Detection of expressed transcripts and significant expression differences
For each annotated protein-coding gene and predicted TAR, we constructed a probe set for expression summarization (see Supplemental Protocol SP19). Subsequently, transcript expression was estimated using a customized RMA pipeline (see Supplemental Protocol SP19; Bolstad et al. 2003; Irizarry et al. 2003; Gautier et al. 2004). A Mann-Whitney U test with an empirical background model and FDR correction for multiple testing was used to detect expressed transcripts (Benjamini and Hochberg 1995). Genes and TARs with an FDR ≤0.05 were reported as expressed above background (see Table 2; Supplemental Fig. S9A; see also Supplemental Protocol SP20). We detected differentially expressed transcripts using a method based on linear models (Smyth 2004). Genes and TARs were called differentially expressed if the FDR was ≤0.05 and the fold change (FC) ≥2.0 (Table 2; Fig. 4A; Supplemental Figs. S9B,C, S12; see Supplemental Protocol SP21). To more strictly correct for potential false-positives resulting from multiple sample comparisons, we divided individual FDR estimates by the number of samples or sample comparisons, respectively.
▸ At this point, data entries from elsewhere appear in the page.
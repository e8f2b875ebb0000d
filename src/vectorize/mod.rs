mod projector;
mod vocabulary;

pub use projector::{FeatureMatrix, project, project_all};
pub use vocabulary::Vocabulary;
use chrono::{Datelike, NaiveDateTime, Timelike, Weekday};
use strum_macros::{Display, EnumIter, EnumString};

/// One ingested review record. Immutable once created; the pipeline annotates
/// documents through separate label columns, never by mutating them.
#[derive(Debug, Clone, PartialEq)]
pub struct Document {
    pub restaurant: String,
    pub reviewer: String,
    pub text: String,
    pub rating: u8,
    pub posted_at: NaiveDateTime,
}

impl Document {
    pub fn new(
        restaurant: String,
        reviewer: String,
        text: String,
        rating: u8,
        posted_at: NaiveDateTime,
    ) -> Document {
        Document {
            restaurant,
            reviewer,
            text,
            rating,
            posted_at,
        }
    }

    pub fn hour(&self) -> u32 {
        self.posted_at.hour()
    }

    pub fn weekday(&self) -> Weekday {
        self.posted_at.weekday()
    }

    pub fn satisfaction(&self) -> Satisfaction {
        Satisfaction::from_rating(self.rating)
    }
}

/// Rating bucket derived from the 1-5 star score.
#[derive(Debug, Clone, Copy, PartialEq, Eq, Display, EnumString, EnumIter)]
pub enum Satisfaction {
    Bad,
    Moderate,
    Good,
    Excellent,
}

impl Satisfaction {
    /// Ratings at or below 2 are `Bad`, 3 is `Moderate`, 4 is `Good`,
    /// everything above is `Excellent`.
    pub fn from_rating(rating: u8) -> Satisfaction {
        match rating {
            0..=2 => Satisfaction::Bad,
            3 => Satisfaction::Moderate,
            4 => Satisfaction::Good,
            _ => Satisfaction::Excellent,
        }
    }
}

#[cfg(test)]
mod tests {
    use super::*;
    use chrono::NaiveDate;

    fn doc(rating: u8) -> Document {
        Document::new(
            "Diner".into(),
            "Ana".into(),
            "great food".into(),
            rating,
            NaiveDate::from_ymd_opt(2021, 7, 14)
                .unwrap()
                .and_hms_opt(19, 30, 0)
                .unwrap(),
        )
    }

    #[test]
    fn satisfaction_buckets_match_rating() {
        assert_eq!(Satisfaction::from_rating(1), Satisfaction::Bad);
        assert_eq!(Satisfaction::from_rating(2), Satisfaction::Bad);
        assert_eq!(Satisfaction::from_rating(3), Satisfaction::Moderate);
        assert_eq!(Satisfaction::from_rating(4), Satisfaction::Good);
        assert_eq!(Satisfaction::from_rating(5), Satisfaction::Excellent);
    }

    #[test]
    fn derived_time_fields() {
        let d = doc(4);
        assert_eq!(d.hour(), 19);
        assert_eq!(d.weekday(), Weekday::Wed);
        assert_eq!(d.satisfaction(), Satisfaction::Good);
    }
}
This resulted in an adjusted FDR of 1.3 × 10−4 for expression above background and of 7.4 × 10−4 for differential expression (Table 2; Supplemental Fig. S12; Supplemental Protocol SP22). We called genes “selectively enriched” in a given tissue (see Results) if they met the following requirements: (1) enriched expression in a given tissue (FDR ≤0.05 and FC ≥2.0), (2) fold change versus reference among the upper 40% of the positive FC range observed for this gene across all tissues, and (3) fold-change entropy among the lower 40% of the distribution observed for all genes (see Supplemental Protocol SP23; Schug et al. 2005).